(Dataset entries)
....................

//! Startup sequence guaranteeing a certificate/key pair exists before the
//! HTTPS listener binds.

use log::{info, warn};
use time::OffsetDateTime;

use super::error::Result;
use super::identity::{self, IdentitySet, InterfaceTable, SystemInterfaces};
use super::materialize;
use super::store::{CertificateStore, PairState};
use crate::config::{PartialPairPolicy, TlsConfig};

/// How a bootstrap run ended.
#[derive(Debug, Clone, PartialEq, Eq)]
pub enum BootstrapOutcome {
    /// A usable pair was already on disk and left untouched.
    AlreadyPresent,
    /// Only the certificate exists and the policy says to leave it alone.
    KeptPartial,
    /// A new pair was generated for these identities and written.
    Generated(IdentitySet),
}

pub struct CertificateBootstrap<'a, T = SystemInterfaces> {
    config: &'a TlsConfig,
    interfaces: T,
}

impl<'a> CertificateBootstrap<'a> {
    pub fn new(config: &'a TlsConfig) -> Self {
        Self::with_interfaces(config, SystemInterfaces)
    }
}

impl<'a, T: InterfaceTable> CertificateBootstrap<'a, T> {
    pub fn with_interfaces(config: &'a TlsConfig, interfaces: T) -> Self {
        Self { config, interfaces }
    }

    pub fn store(&self) -> CertificateStore {
        self.config.store()
    }

    pub fn ensure_certificate(&self) -> Result<BootstrapOutcome> {
        self.ensure_certificate_at(OffsetDateTime::now_utc())
    }

    /// Run the bootstrap with `now` as the generation instant.
    pub fn ensure_certificate_at(&self, now: OffsetDateTime) -> Result<BootstrapOutcome> {
        let store = self.store();

        match store.probe(self.config.verify_existing_pair) {
            PairState::Complete => {
                info!("Certificate files already exist.");
                return Ok(BootstrapOutcome::AlreadyPresent);
            }
            PairState::CertificateOnly => match self.config.on_partial_pair {
                PartialPairPolicy::Keep => {
                    warn!(
                        "{} exists but {} is missing; leaving it as is",
                        store.cert_path().display(),
                        store.key_path().display()
                    );
                    return Ok(BootstrapOutcome::KeptPartial);
                }
                PartialPairPolicy::Regenerate => {
                    warn!(
                        "{} is missing, regenerating certificate pair",
                        store.key_path().display()
                    );
                }
            },
            PairState::Mismatched(cause) => {
                warn!("Existing certificate pair is not usable ({cause}), regenerating");
            }
            PairState::Absent | PairState::KeyOnly => {}
        }

        info!("Generating SSL certificate...");
        let identities = identity::discover(&self.interfaces)?;
        let generated = materialize::materialize(&identities, &self.config.profile(), now)?;
        store.persist(&generated)?;

        info!(
            "SSL certificate generated successfully! (valid until {})",
            generated.not_after
        );
        Ok(BootstrapOutcome::Generated(identities))
    }
}

/// Bootstrap against the host's real interfaces.
pub fn ensure_certificate(config: &TlsConfig) -> Result<BootstrapOutcome> {
    CertificateBootstrap::new(config).ensure_certificate()
}
use std::fs;
use std::path::{Path, PathBuf};

use anyhow::{Context, Result, bail};
use log::info;
use serde::{Deserialize, Serialize};

use crate::tls::{CertificateProfile, CertificateStore};

/// Config file picked up from the working directory when `--config` is not given.
pub const DEFAULT_CONFIG_FILE: &str = "devhttps.toml";

/// Top-level server configuration.
#[derive(Debug, Clone, Default, PartialEq, Serialize, Deserialize)]
#[serde(default)]
pub struct Config {
    pub server: ServerConfig,
    pub tls: TlsConfig,
}

#[derive(Debug, Clone, PartialEq, Serialize, Deserialize)]
#[serde(default)]
pub struct ServerConfig {
    /// Listen address (host:port)
    pub bind: String,
    /// Directory served at `/`
    pub static_dir: PathBuf,
    pub request_timeout_secs: u64,
}

impl Default for ServerConfig {
    fn default() -> Self {
        Self {
            bind: "0.0.0.0:8443".into(),
            static_dir: "static".into(),
            request_timeout_secs: 15,
        }
    }
}

/// What to do when the certificate exists but its key does not.
#[derive(Debug, Clone, Copy, Default, PartialEq, Eq, Serialize, Deserialize)]
#[serde(rename_all = "lowercase")]
pub enum PartialPairPolicy {
    /// Generate a fresh pair, overwriting the lone certificate.
    #[default]
    Regenerate,
    /// Leave the certificate alone and skip generation.
    Keep,
}

#[derive(Debug, Clone, PartialEq, Serialize, Deserialize)]
#[serde(default)]
pub struct TlsConfig {
    pub cert_path: PathBuf,
    pub key_path: PathBuf,
    pub common_name: String,
    pub organization: String,
    pub validity_days: u32,
    pub key_bits: usize,
    /// Check that an existing pair parses and shares a public key before
    /// trusting it. When false, presence of both files is enough.
    pub verify_existing_pair: bool,
    pub on_partial_pair: PartialPairPolicy,
}

impl Default for TlsConfig {
    fn default() -> Self {
        let profile = CertificateProfile::default();
        Self {
            cert_path: "localhost.crt".into(),
            key_path: "localhost.key".into(),
            common_name: profile.common_name,
            organization: profile.organization,
            validity_days: profile.validity_days,
            key_bits: profile.key_bits,
            verify_existing_pair: true,
            on_partial_pair: PartialPairPolicy::default(),
        }
    }
}

impl TlsConfig {
    pub fn profile(&self) -> CertificateProfile {
        CertificateProfile {
            common_name: self.common_name.clone(),
            organization: self.organization.clone(),
            validity_days: self.validity_days,
            key_bits: self.key_bits,
        }
    }

    pub fn store(&self) -> CertificateStore {
        CertificateStore::new(&self.cert_path, &self.key_path)
    }
}

impl Config {
    pub fn validate(&self) -> Result<()> {
        if !(2048..=8192).contains(&self.tls.key_bits) {
            bail!("tls.key_bits must be between 2048 and 8192, got {}", self.tls.key_bits);
        }
        if self.tls.validity_days == 0 {
            bail!("tls.validity_days must be positive");
        }
        if self.tls.cert_path.as_os_str().is_empty() || self.tls.key_path.as_os_str().is_empty() {
            bail!("tls.cert_path and tls.key_path must not be empty");
        }
        if self.tls.cert_path == self.tls.key_path {
            bail!("tls.cert_path and tls.key_path must differ");
        }
        if self.server.request_timeout_secs == 0 {
            bail!("server.request_timeout_secs must be positive");
        }
        Ok(())
    }

    pub fn from_toml(content: &str) -> Result<Self> {
        let cfg: Config = toml::from_str(content).context("Failed to parse config")?;
        cfg.validate()?;
        Ok(cfg)
    }
}

/// Load the configuration.
///
/// An explicit path must exist. Without one, `devhttps.toml` in the working
/// directory is used when present, otherwise the built-in defaults.
pub fn load(explicit: Option<&Path>) -> Result<Config> {
    let path = match explicit {
        Some(path) => path.to_path_buf(),
        None => {
            let path = PathBuf::from(DEFAULT_CONFIG_FILE);
            if !path.exists() {
                info!("No {DEFAULT_CONFIG_FILE} found, using default configuration");
                return Ok(Config::default());
            }
            path
        }
    };

    let content = fs::read_to_string(&path)
        .with_context(|| format!("Failed to read config file {}", path.display()))?;
    let cfg = Config::from_toml(&content)
        .with_context(|| format!("Invalid config file {}", path.display()))?;

    info!("Using config from: {}", path.display());
    Ok(cfg)
}

#[cfg(test)]
mod tests {
    use super::*;

    #[test]
    fn empty_file_yields_defaults() {
        let cfg = Config::from_toml("").unwrap();
        assert_eq!(cfg, Config::default());
        assert_eq!(cfg.server.bind, "0.0.0.0:8443");
        assert_eq!(cfg.tls.cert_path, PathBuf::from("localhost.crt"));
        assert_eq!(cfg.tls.key_path, PathBuf::from("localhost.key"));
        assert_eq!(cfg.tls.key_bits, 2048);
        assert_eq!(cfg.tls.on_partial_pair, PartialPairPolicy::Regenerate);
    }

    #[test]
    fn partial_sections_keep_other_defaults() {
        let cfg = Config::from_toml(
            r#"
            [server]
            bind = "127.0.0.1:9443"

            [tls]
            organization = "Acme Dev"
            on_partial_pair = "keep"
            "#,
        )
        .unwrap();

        assert_eq!(cfg.server.bind, "127.0.0.1:9443");
        assert_eq!(cfg.server.request_timeout_secs, 15);
        assert_eq!(cfg.tls.organization, "Acme Dev");
        assert_eq!(cfg.tls.common_name, "localhost");
        assert_eq!(cfg.tls.on_partial_pair, PartialPairPolicy::Keep);
    }

    #[test]
    fn weak_keys_are_rejected() {
        let err = Config::from_toml("[tls]\nkey_bits = 1024\n").unwrap_err();
        assert!(err.to_string().contains("key_bits"));
    }

    #[test]
    fn identical_artifact_paths_are_rejected() {
        let toml = "[tls]\ncert_path = \"both.pem\"\nkey_path = \"both.pem\"\n";
        assert!(Config::from_toml(toml).is_err());
    }

    #[test]
    fn unknown_policy_is_a_parse_error() {
        assert!(Config::from_toml("[tls]\non_partial_pair = \"ignore\"\n").is_err());
    }

    #[test]
    fn missing_explicit_file_is_an_error() {
        let dir = tempfile::TempDir::new().unwrap();
        let err = load(Some(&dir.path().join("nope.toml"))).unwrap_err();
        assert!(format!("{err:#}").contains("Failed to read config file"));
    }

    #[test]
    fn explicit_file_is_loaded() {
        let dir = tempfile::TempDir::new().unwrap();
        let path = dir.path().join("dev.toml");
        fs::write(&path, "[server]\nstatic_dir = \"public\"\n").unwrap();

        let cfg = load(Some(&path)).unwrap();
        assert_eq!(cfg.server.static_dir, PathBuf::from("public"));
    }
}
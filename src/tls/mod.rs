//! TLS material for the development server.
//!
//! Before the listener binds, [`ensure_certificate`] makes sure a
//! self-signed certificate and RSA key exist on disk. When they are missing
//! the host's IPv4 addresses are discovered, a new pair is generated for
//! `localhost` plus those addresses, and both files are written.

mod bootstrap;
mod error;
mod identity;
mod materialize;
mod store;

pub use bootstrap::{BootstrapOutcome, CertificateBootstrap, ensure_certificate};
pub use error::BootstrapError;
pub use identity::{IdentitySet, InterfaceTable, LOCALHOST, SystemInterfaces, discover};
pub use materialize::{
    CERTIFICATE_TAG, CertificateProfile, GeneratedCertificate, PRIVATE_KEY_TAG, materialize,
};
pub use store::{CertificateStore, PairState};
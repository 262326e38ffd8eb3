//! HTTPS listener serving the static directory and `/update-time`.

mod update_time;

use std::net::SocketAddr;
use std::path::Path;
use std::sync::Arc;
use std::time::{Duration, Instant};

use anyhow::{Context, Result};
use axum::Router;
use axum::extract::Request;
use axum::http::StatusCode;
use axum::middleware::{self, Next};
use axum::response::Response;
use axum::routing::any;
use axum_server::Handle;
use axum_server::tls_rustls::RustlsConfig;
use log::{error, info};
use tower_http::services::ServeDir;
use tower_http::timeout::TimeoutLayer;

use crate::config::Config;

pub use update_time::TimeTracker;

/// Build the application router.
pub fn router(tracker: Arc<TimeTracker>, static_dir: &Path, timeout: Duration) -> Router {
    Router::new()
        .route("/update-time", any(update_time::update_time))
        .fallback_service(ServeDir::new(static_dir))
        .layer(TimeoutLayer::with_status_code(
            StatusCode::REQUEST_TIMEOUT,
            timeout,
        ))
        .layer(middleware::from_fn(log_request))
        .with_state(tracker)
}

async fn log_request(req: Request, next: Next) -> Response {
    let method = req.method().clone();
    let path = req.uri().path().to_owned();
    let started = Instant::now();

    let resp = next.run(req).await;
    info!(
        "{method} {path} -> {} ({:?})",
        resp.status().as_u16(),
        started.elapsed()
    );
    resp
}

/// Bind the TLS listener and serve until Ctrl-C.
///
/// The certificate and key named in `cfg.tls` must already exist.
pub async fn serve(cfg: &Config) -> Result<()> {
    let addr: SocketAddr = cfg
        .server
        .bind
        .parse()
        .with_context(|| format!("Invalid bind address {}", cfg.server.bind))?;

    let tls = RustlsConfig::from_pem_file(&cfg.tls.cert_path, &cfg.tls.key_path)
        .await
        .context("Failed to load TLS certificate")?;

    if !cfg.server.static_dir.is_dir() {
        log::warn!(
            "Static directory {} does not exist, only /update-time will respond",
            cfg.server.static_dir.display()
        );
    }

    let app = router(
        Arc::new(TimeTracker::default()),
        &cfg.server.static_dir,
        Duration::from_secs(cfg.server.request_timeout_secs),
    );

    let handle = Handle::new();
    tokio::spawn(shutdown_on_ctrl_c(handle.clone()));

    info!("HTTPS server starting on https://localhost:{}", addr.port());
    axum_server::bind_rustls(addr, tls)
        .handle(handle)
        .serve(app.into_make_service())
        .await
        .with_context(|| format!("HTTPS server failed on {addr}"))?;

    info!("HTTPS server stopped");
    Ok(())
}

async fn shutdown_on_ctrl_c(handle: Handle) {
    if let Err(e) = tokio::signal::ctrl_c().await {
        error!("Failed to listen for Ctrl-C: {e}");
        return;
    }
    info!("Shutdown requested, draining connections");
    handle.graceful_shutdown(Some(Duration::from_secs(10)));
}
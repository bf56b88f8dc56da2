//! Output formatters for navigator views.

use chrono::{DateTime, Utc};
use clap::ValueEnum;
use comfy_table::{Cell, Table};
use modelcat_core::{
    Affordance, AssistantAction, ForestStats, ModelDetail, ModelRow, SelectionView, VisibleRow,
};
use serde::Serialize;

/// Output format for results.
#[derive(Debug, Clone, Copy, PartialEq, Eq, ValueEnum)]
pub enum OutputFormat {
    /// ASCII table format
    Table,
    /// JSON format
    Json,
    /// CSV format
    Csv,
}

impl std::fmt::Display for OutputFormat {
    fn fmt(&self, f: &mut std::fmt::Formatter<'_>) -> std::fmt::Result {
        match self {
            OutputFormat::Table => write!(f, "table"),
            OutputFormat::Json => write!(f, "json"),
            OutputFormat::Csv => write!(f, "csv"),
        }
    }
}

const LISTING_HEADERS: [&str; 8] = [
    "Name",
    "Type",
    "Database",
    "Version",
    "Last Modified",
    "Modified By",
    "Status",
    "Action",
];

/// Trait for formatting output.
pub trait Formatter {
    /// Format the visible navigator rows.
    fn format_tree(&self, rows: &[VisibleRow]) -> String;

    /// Format a model listing.
    fn format_listing(&self, rows: &[ModelRow]) -> String;

    /// Format the properties panel of one model.
    fn format_detail(&self, detail: &ModelDetail) -> String;

    /// Format forest statistics.
    fn format_stats(&self, stats: &ForestStats) -> String;

    /// Format parsed assistant actions.
    fn format_actions(&self, actions: &[AssistantAction]) -> String;

    /// Format whatever the selection currently shows.
    fn format_view(&self, view: &SelectionView) -> String {
        match view {
            SelectionView::Empty => self.format_listing(&[]),
            SelectionView::Detail(detail) => self.format_detail(detail),
            SelectionView::Listing { rows } => self.format_listing(rows),
        }
    }
}

/// Create a formatter for the given output format.
pub fn create_formatter(format: OutputFormat) -> Box<dyn Formatter> {
    match format {
        OutputFormat::Table => Box::new(TableFormatter),
        OutputFormat::Json => Box::new(JsonFormatter),
        OutputFormat::Csv => Box::new(CsvFormatter),
    }
}

/// Table formatter using comfy-table.
pub struct TableFormatter;

impl Formatter for TableFormatter {
    fn format_tree(&self, rows: &[VisibleRow]) -> String {
        let mut table = Table::new();
        table.set_header(vec!["Node", "Type", "Id"]);

        for row in rows {
            let label = format!(
                "{}{} {}",
                "  ".repeat(row.depth),
                affordance_marker(row.affordance),
                row.name
            );
            table.add_row(vec![
                Cell::new(label),
                Cell::new(row.kind),
                Cell::new(&row.id),
            ]);
        }

        table.to_string()
    }

    fn format_listing(&self, rows: &[ModelRow]) -> String {
        if rows.is_empty() {
            return "No models".to_string();
        }

        let mut table = Table::new();
        table.set_header(LISTING_HEADERS.to_vec());
        for row in rows {
            table.add_row(listing_cells(row));
        }

        format!("{}\n{} model(s)", table, rows.len())
    }

    fn format_detail(&self, detail: &ModelDetail) -> String {
        let mut table = Table::new();
        table.set_header(vec!["Section", "Property", "Value"]);

        let mut last_section = "";
        for prop in detail.properties() {
            // Print each section name once, on its first row.
            let section = if prop.section == last_section {
                ""
            } else {
                prop.section
            };
            last_section = prop.section;
            table.add_row(vec![section, prop.label, prop.value.as_str()]);
        }

        table.to_string()
    }

    fn format_stats(&self, stats: &ForestStats) -> String {
        let mut table = Table::new();
        table.set_header(vec!["Metric", "Value"]);
        for (name, value) in stats_pairs(stats) {
            table.add_row(vec![name.to_string(), value.to_string()]);
        }
        table.to_string()
    }

    fn format_actions(&self, actions: &[AssistantAction]) -> String {
        let mut table = Table::new();
        table.set_header(vec!["#", "Kind", "Table", "Summary"]);
        for (position, action) in actions.iter().enumerate() {
            table.add_row(vec![
                (position + 1).to_string(),
                action.kind().to_string(),
                action.table_id().unwrap_or("-").to_string(),
                action.summary(),
            ]);
        }
        format!("{}\n{} action(s)", table, actions.len())
    }
}

/// JSON formatter.
pub struct JsonFormatter;

impl Formatter for JsonFormatter {
    fn format_tree(&self, rows: &[VisibleRow]) -> String {
        to_json(rows, "[]")
    }

    fn format_listing(&self, rows: &[ModelRow]) -> String {
        to_json(rows, "[]")
    }

    fn format_detail(&self, detail: &ModelDetail) -> String {
        to_json(detail, "{}")
    }

    fn format_stats(&self, stats: &ForestStats) -> String {
        to_json(stats, "{}")
    }

    fn format_actions(&self, actions: &[AssistantAction]) -> String {
        to_json(actions, "[]")
    }

    fn format_view(&self, view: &SelectionView) -> String {
        to_json(view, "{}")
    }
}

/// CSV formatter.
pub struct CsvFormatter;

impl Formatter for CsvFormatter {
    fn format_tree(&self, rows: &[VisibleRow]) -> String {
        let mut output = String::from("id,name,type,depth,affordance\n");
        for row in rows {
            output.push_str(&format!(
                "{},{},{},{},{}\n",
                quoted(&row.id),
                quoted(&row.name),
                row.kind,
                row.depth,
                affordance_name(row.affordance)
            ));
        }
        output
    }

    fn format_listing(&self, rows: &[ModelRow]) -> String {
        let mut output = String::from(
            "id,name,type,database,version,last_modified,modified_by,status,checked_out_by,action\n",
        );
        for row in rows {
            let cells = [
                quoted(&row.id),
                quoted(&row.name),
                display_or_empty(row.model_type),
                row.database.as_deref().map(quoted).unwrap_or_default(),
                row.version.as_deref().map(quoted).unwrap_or_default(),
                row.last_modified.map(|t| t.to_rfc3339()).unwrap_or_default(),
                row.last_modified_by.as_deref().map(quoted).unwrap_or_default(),
                display_or_empty(row.status),
                row.checked_out_by.as_deref().map(quoted).unwrap_or_default(),
                row.action.to_string(),
            ];
            output.push_str(&cells.join(","));
            output.push('\n');
        }
        output
    }

    fn format_detail(&self, detail: &ModelDetail) -> String {
        let mut output = String::from("section,property,value\n");
        for prop in detail.properties() {
            output.push_str(&format!(
                "{},{},{}\n",
                prop.section,
                prop.label,
                quoted(&prop.value)
            ));
        }
        output
    }

    fn format_stats(&self, stats: &ForestStats) -> String {
        let mut output = String::from("metric,value\n");
        for (name, value) in stats_pairs(stats) {
            output.push_str(&format!("{},{}\n", name, value));
        }
        output
    }

    fn format_actions(&self, actions: &[AssistantAction]) -> String {
        let mut output = String::from("kind,table,summary\n");
        for action in actions {
            output.push_str(&format!(
                "{},{},{}\n",
                action.kind(),
                action.table_id().map(quoted).unwrap_or_default(),
                quoted(&action.summary())
            ));
        }
        output
    }
}

fn listing_cells(row: &ModelRow) -> Vec<String> {
    let status = match (&row.status, &row.checked_out_by) {
        (Some(status), Some(owner)) => format!("{} ({})", status, owner),
        (Some(status), None) => status.to_string(),
        (None, _) => "-".to_string(),
    };
    vec![
        row.name.clone(),
        display_or_dash(row.model_type),
        row.database.clone().unwrap_or_else(|| "-".to_string()),
        row.version.clone().unwrap_or_else(|| "-".to_string()),
        row.last_modified
            .as_ref()
            .map(format_stamp)
            .unwrap_or_else(|| "-".to_string()),
        row.last_modified_by.clone().unwrap_or_else(|| "-".to_string()),
        status,
        row.action.to_string(),
    ]
}

fn stats_pairs(stats: &ForestStats) -> [(&'static str, usize); 6] {
    [
        ("repositories", stats.repositories),
        ("catalogs", stats.catalogs),
        ("libraries", stats.libraries),
        ("models", stats.models),
        ("total_nodes", stats.total_nodes),
        ("max_depth", stats.max_depth),
    ]
}

fn affordance_marker(affordance: Affordance) -> &'static str {
    match affordance {
        Affordance::Leaf => "·",
        Affordance::Collapsed => "▸",
        Affordance::Expanded => "▾",
    }
}

fn affordance_name(affordance: Affordance) -> &'static str {
    match affordance {
        Affordance::Leaf => "leaf",
        Affordance::Collapsed => "collapsed",
        Affordance::Expanded => "expanded",
    }
}

fn format_stamp(stamp: &DateTime<Utc>) -> String {
    stamp.format("%Y-%m-%d %H:%M").to_string()
}

fn display_or_dash<T: std::fmt::Display>(value: Option<T>) -> String {
    value.map_or_else(|| "-".to_string(), |v| v.to_string())
}

fn display_or_empty<T: std::fmt::Display>(value: Option<T>) -> String {
    value.map(|v| v.to_string()).unwrap_or_default()
}

fn to_json<T: Serialize + ?Sized>(value: &T, fallback: &str) -> String {
    serde_json::to_string_pretty(value).unwrap_or_else(|_| fallback.to_string())
}

fn quoted(s: &str) -> String {
    format!("\"{}\"", escape_csv(s))
}

/// Escape a string for CSV.
fn escape_csv(s: &str) -> String {
    s.replace('"', "\"\"")
}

....................

Your objective: Copy out the range of lines above starting at the line with "pub use update_time::TimeTracker;" and ending at the line with "let started = Instant::now();", exactly and including both.

Your response:
pub use update_time::TimeTracker;

/// Build the application router.
pub fn router(tracker: Arc<TimeTracker>, static_dir: &Path, timeout: Duration) -> Router {
    Router::new()
        .route("/update-time", any(update_time::update_time))
        .fallback_service(ServeDir::new(static_dir))
        .layer(TimeoutLayer::with_status_code(
            StatusCode::REQUEST_TIMEOUT,
            timeout,
        ))
        .layer(middleware::from_fn(log_request))
        .with_state(tracker)
}

async fn log_request(req: Request, next: Next) -> Response {
    let method = req.method().clone();
    let path = req.uri().path().to_owned();
    let started = Instant::now();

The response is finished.